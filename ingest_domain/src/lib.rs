// /////////////////////////////////////////////////////////////////////////////
// Optimized Adaptive Pipeline RS
// Copyright (c) 2025 Michael Gardner, A Bit of Help, Inc.
// SPDX-License-Identifier: BSD-3-Clause
// See LICENSE file in the project root.
// /////////////////////////////////////////////////////////////////////////////

//! # Ingest Domain
//!
//! Pure, reusable business logic for the document-ingestion pipeline:
//! entities, value objects, and the service ports that infrastructure
//! adapters implement. No I/O, no async runtime dependency beyond the
//! `async_trait`-shaped ports themselves, no knowledge of YAML, HTTP, or any
//! concrete extractor/provider/backend.
//!
//! Following the layering this workspace is built on (domain → application/
//! infrastructure → bootstrap), this crate sits at the bottom: everything
//! here should be understandable, and testable, without starting a Tokio
//! runtime, touching the filesystem, or making a network call.

pub mod blackboard;
pub mod entities;
pub mod error;
pub mod services;
pub mod value_objects;

pub use blackboard::{Blackboard, BlackboardKey};
pub use error::{ErrorCategory, IngestError};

To do> Write out again, unchanged, every line from the line containing "dependency beyond the" to the final line of the material above.

Result for this task>
//! adapters implement. No I/O, no async runtime dependency beyond the
//! `async_trait`-shaped ports themselves, no knowledge of YAML, HTTP, or any
//! concrete extractor/provider/backend.
//!
//! Following the layering this workspace is built on (domain → application/
//! infrastructure → bootstrap), this crate sits at the bottom: everything
//! here should be understandable, and testable, without starting a Tokio
//! runtime, touching the filesystem, or making a network call.

pub mod blackboard;
pub mod entities;
pub mod error;
pub mod services;
pub mod value_objects;

pub use blackboard::{Blackboard, BlackboardKey};
pub use error::{ErrorCategory, IngestError};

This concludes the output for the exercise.